In truth, I got fed up with the S/M community in my town and turned my back on it. Sometimes I miss some of the people, but I’m not sure it’s worth it to go back and hear all their silly rules: “You’re a submissive. Why are you capitalizing your name?” “A dominant shouldn’t behave that way!” and perfectly idiotic prejudices: “Dominants are smarter than submissives.” “People into S/M are smarter than people into vanilla sex.” “Why can’t switches make up their minds?” Gag me!

Getting Started

Defining Your Desires

If you’re intrigued by the thought of experimenting with sexual power play, you may be wondering, where do I go from here? First, examine your own desires and expectations. Your sexual fantasies can reveal a lot about what aspects of power exchange you find most exciting and what types of role-playing appeal to you. Of course, it’s possible that your most exciting fantasies are those you have no intention of acting out. Some people’s fantasies are in counterbalance to their actual sexual behavior.

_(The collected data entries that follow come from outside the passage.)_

use bytes::BytesMut;

/// A media-socket datagram, classified by its first byte.
///
/// Produced by [`classify`](crate::handler::demuxer::classify);
/// datagrams outside the recognized ranges are discarded before one
/// of these is ever built.
#[derive(Debug)]
pub enum MediaMessage {
    Stun(BytesMut),
    Dtls(BytesMut),
    Rtp(BytesMut),
}

impl MediaMessage {
    pub fn payload(&self) -> &BytesMut {
        match self {
            MediaMessage::Stun(payload)
            | MediaMessage::Dtls(payload)
            | MediaMessage::Rtp(payload) => payload,
        }
    }
}
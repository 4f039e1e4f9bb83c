//! # litertc-mdns
//!
//! A sans-I/O mDNS responder and resolver, scoped to what a WebRTC
//! peer connection needs: answering `A`/`AAAA` queries for an
//! ephemeral `<uuid>.local` hostname, and resolving the `.local`
//! hostnames found in remote ICE candidates.
//!
//! The protocol core ([`Mdns`]) implements [`sansio::Protocol`] and
//! performs no I/O itself. The caller reads datagrams from the
//! multicast socket and feeds them to `handle_read()`, sends whatever
//! `poll_write()` returns, drives retries through `handle_timeout()`,
//! and consumes answers from `poll_event()`:
//!
//! ```rust
//! use litertc_mdns::{Mdns, MdnsConfig};
//! use sansio::Protocol;
//! use std::net::Ipv4Addr;
//!
//! let config = MdnsConfig::default()
//!     .with_local_names(vec!["9d63d29c-8d6a-42d3-9ebe-7a1dbd38eb2c".to_string()])
//!     .with_local_ip(Ipv4Addr::new(192, 168, 1, 10));
//! let mut conn = Mdns::new(config);
//!
//! // Resolve a remote .local hostname.
//! let query_id = conn.query("28c9b66c-46b9-4c9a-bb0c-57a9a1ea7dfd.local");
//! let packet = conn.poll_write().expect("query packet queued");
//! assert_eq!(packet.transport.peer_addr.to_string(), "224.0.0.251:5353");
//! # assert!(conn.is_query_pending(query_id));
//! ```
//!
//! [`MulticastSocket`] builds the properly configured UDP socket
//! (address reuse, loopback off, group membership) for the caller's
//! event loop.

#![warn(rust_2018_idioms)]
#![allow(dead_code)]

pub(crate) mod config;
pub(crate) mod message;
pub(crate) mod proto;
pub(crate) mod socket;

pub use config::MdnsConfig;
pub use message::{parse_response, validate_query, QueryMatch};
pub use proto::{Mdns, MdnsEvent, QueryId, MDNS_DEST_ADDR, MDNS_MULTICAST_IPV4, MDNS_PORT};
pub use socket::MulticastSocket;
use std::sync::mpsc;
use std::time::Duration;

use litertc::{RTCConfiguration, RTCPeerConnection, RTCSessionDescription, RTCSignalingState};
use shared::error::Error;

/// `XXXXXXXX-XXXX-4XXX-[89ab]XXX-XXXXXXXXXXXX`, lowercase hex.
fn assert_uuid_shape(s: &str) {
    assert_eq!(s.len(), 36, "hostname {s:?} has wrong length");
    for (i, b) in s.bytes().enumerate() {
        match i {
            8 | 13 | 18 | 23 => assert_eq!(b, b'-', "byte {i} of {s:?}"),
            14 => assert_eq!(b, b'4', "version nibble of {s:?}"),
            19 => assert!(
                matches!(b, b'8' | b'9' | b'a' | b'b'),
                "variant nibble of {s:?}"
            ),
            _ => assert!(
                b.is_ascii_digit() || (b'a'..=b'f').contains(&b),
                "byte {i} of {s:?}"
            ),
        }
    }
}

#[test]
fn test_create_with_default_configuration() {
    let mut pc = RTCPeerConnection::new(RTCConfiguration::default()).unwrap();

    // callers passing no list get the single-entry vendor default
    assert_eq!(
        pc.configuration().stun_servers,
        vec!["stun.litertc.rs".to_owned()]
    );
    assert_eq!(
        pc.configuration().stun_server_addrs(),
        vec![("stun.litertc.rs".to_owned(), 3478)]
    );

    assert_uuid_shape(pc.mdns_hostname());
    assert_ne!(pc.local_addr().port(), 0);
    assert_eq!(pc.signaling_state(), RTCSignalingState::Stable);
    assert!(pc.local_description().is_none());
    assert!(pc.remote_description().is_none());

    pc.close().unwrap();
    // close is idempotent
    pc.close().unwrap();
}

#[test]
fn test_hostnames_are_unique_per_connection() {
    let mut pc1 = RTCPeerConnection::new(RTCConfiguration::default()).unwrap();
    let mut pc2 = RTCPeerConnection::new(RTCConfiguration::default()).unwrap();

    assert_ne!(pc1.mdns_hostname(), pc2.mdns_hostname());

    pc1.close().unwrap();
    pc2.close().unwrap();
}

#[test]
fn test_offer_answer_exchange() {
    let mut offerer = RTCPeerConnection::new(RTCConfiguration::default()).unwrap();
    let mut answerer = RTCPeerConnection::new(RTCConfiguration::default()).unwrap();

    let offer = offerer.create_offer().unwrap();
    assert!(offer.sdp.contains("m=video 9 UDP/TLS/RTP/SAVPF 96"));
    assert!(offer.sdp.contains("a=rtpmap:96 H264/90000"));
    assert!(offer.sdp.contains("a=ice-options:trickle"));

    offerer.set_local_description(offer.clone()).unwrap();
    assert_eq!(
        offerer.signaling_state(),
        RTCSignalingState::HaveLocalOffer
    );

    answerer
        .set_remote_description(RTCSessionDescription::offer(offer.sdp.clone()).unwrap())
        .unwrap();
    assert_eq!(
        answerer.signaling_state(),
        RTCSignalingState::HaveRemoteOffer
    );

    let answer = answerer.create_answer().unwrap();
    // the offer is send-only video, so the answer receives
    assert!(answer.sdp.contains("a=recvonly"));
    assert!(answer.sdp.contains("a=rtpmap:96 H264/90000"));

    answerer.set_local_description(answer.clone()).unwrap();
    assert_eq!(answerer.signaling_state(), RTCSignalingState::Stable);

    offerer
        .set_remote_description(RTCSessionDescription::answer(answer.sdp.clone()).unwrap())
        .unwrap();
    assert_eq!(offerer.signaling_state(), RTCSignalingState::Stable);

    assert_eq!(offerer.local_description(), Some(offer));
    assert_eq!(answerer.local_description(), Some(answer));

    offerer.close().unwrap();
    answerer.close().unwrap();
}

#[test]
fn test_create_answer_requires_remote_description() {
    let mut pc = RTCPeerConnection::new(RTCConfiguration::default()).unwrap();

    assert_eq!(
        pc.create_answer().unwrap_err(),
        Error::ErrPeerConnMissingRemoteDescription
    );

    pc.close().unwrap();
}

#[test]
fn test_create_answer_rejects_unsupported_codecs() {
    let mut pc = RTCPeerConnection::new(RTCConfiguration::default()).unwrap();

    // VP8-only offer: parses fine, but no codec this endpoint produces
    let offer = "v=0\n\
                 o=- 42 2 IN IP4 127.0.0.1\n\
                 s=-\n\
                 t=0 0\n\
                 m=video 9 UDP/TLS/RTP/SAVPF 100\n\
                 a=ice-ufrag:abcd\n\
                 a=ice-pwd:abcdefghijklmnopqrstuvwx\n\
                 a=rtpmap:100 VP8/90000\n";
    pc.set_remote_description(RTCSessionDescription::offer(offer.to_string()).unwrap())
        .unwrap();

    assert_eq!(
        pc.create_answer().unwrap_err(),
        Error::ErrSdpUnsupportedMediaType
    );

    pc.close().unwrap();
}

#[test]
fn test_invalid_signaling_transition() {
    let mut pc = RTCPeerConnection::new(RTCConfiguration::default()).unwrap();

    let offer = pc.create_offer().unwrap();
    let answer = RTCSessionDescription::answer(offer.sdp).unwrap();
    let result = pc.set_local_description(answer);
    assert!(matches!(
        result,
        Err(Error::ErrSignalingStateProposedTransitionInvalid(_))
    ));
    assert_eq!(pc.signaling_state(), RTCSignalingState::Stable);

    pc.close().unwrap();
}

#[test]
fn test_on_ice_candidate_emits_local_hostname() {
    let mut pc = RTCPeerConnection::new(RTCConfiguration::default()).unwrap();
    let hostname = pc.mdns_hostname().to_owned();
    let port = pc.local_addr().port();

    let (tx, rx) = mpsc::channel();
    pc.set_on_ice_candidate(Box::new(move |candidate| {
        let _ = tx.send(candidate);
    }))
    .unwrap();

    let offer = pc.create_offer().unwrap();
    pc.set_local_description(offer).unwrap();

    let first = rx.recv_timeout(Duration::from_secs(2)).unwrap();
    let candidate = first.expect("expected a candidate before end-of-candidates");
    assert!(candidate.contains(&format!("{hostname}.local")));
    assert!(candidate.contains(&format!(" {port} ")));
    assert!(candidate.ends_with("typ host"));

    let end = rx.recv_timeout(Duration::from_secs(2)).unwrap();
    assert!(end.is_none(), "expected end-of-candidates");

    pc.close().unwrap();
}

#[test]
fn test_add_ice_candidate() {
    let mut pc = RTCPeerConnection::new(RTCConfiguration::default()).unwrap();

    // end-of-candidates is accepted at any time
    pc.add_ice_candidate(None).unwrap();
    pc.add_ice_candidate(Some("")).unwrap();

    // real candidates need a remote description first
    assert_eq!(
        pc.add_ice_candidate(Some(
            "candidate:0 1 udp 2130706431 192.168.1.7 50000 typ host"
        ))
        .unwrap_err(),
        Error::ErrPeerConnMissingRemoteDescription
    );

    let offer = "v=0\n\
                 o=- 42 2 IN IP4 127.0.0.1\n\
                 s=-\n\
                 t=0 0\n\
                 m=video 9 UDP/TLS/RTP/SAVPF 102\n\
                 a=ice-ufrag:abcd\n\
                 a=ice-pwd:abcdefghijklmnopqrstuvwx\n\
                 a=rtpmap:102 H264/90000\n";
    pc.set_remote_description(RTCSessionDescription::offer(offer.to_string()).unwrap())
        .unwrap();

    pc.add_ice_candidate(Some(
        "candidate:0 1 udp 2130706431 192.168.1.7 50000 typ host",
    ))
    .unwrap();

    // a .local candidate starts an mDNS resolution on the worker
    pc.add_ice_candidate(Some(
        "candidate:0 1 udp 2130706431 28c9b66c-46b9-4c9a-bb0c-57a9a1ea7dfd.local 50000 typ host",
    ))
    .unwrap();

    assert_eq!(
        pc.add_ice_candidate(Some("candidate:0 1 udp")).unwrap_err(),
        Error::ErrMalformed
    );

    pc.close().unwrap();
}

#[test]
fn test_calls_after_close_fail() {
    let mut pc = RTCPeerConnection::new(RTCConfiguration::default()).unwrap();
    pc.close().unwrap();

    assert_eq!(pc.create_offer().unwrap_err(), Error::ErrConnectionClosed);
    assert_eq!(
        pc.add_ice_candidate(None).unwrap_err(),
        Error::ErrConnectionClosed
    );
}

Even though I define myself as a top, my fantasies are as a bottom. I have straight fantasies, which freaks me out. I only think this way while fantasizing. Once sex is over, if I think of men, I’ll be nauseated!

Many people enjoy two types of fantasies: the “I’d never do this in a million years, but I sure get hot thinking about it” fantasy and the “I’d leap at the chance to make this one come true” fantasy.

I want to be topped by five or six butch leather dykes. I want an enema. I want to be whipped and pierced. Those are the ones I want to actually happen. The fantasy that makes me come the fastest these days is of getting fucked by men in hotel rooms for money. But I don’t necessarily want that to actually happen.

Think about what key elements inspire your hottest fantasies: Is it certain positions, certain words, the idea of being spoken to in a certain tone of voice, certain items of clothing, certain locations, certain smells? Identifying these elements could help you identify the components of a satisfying scene.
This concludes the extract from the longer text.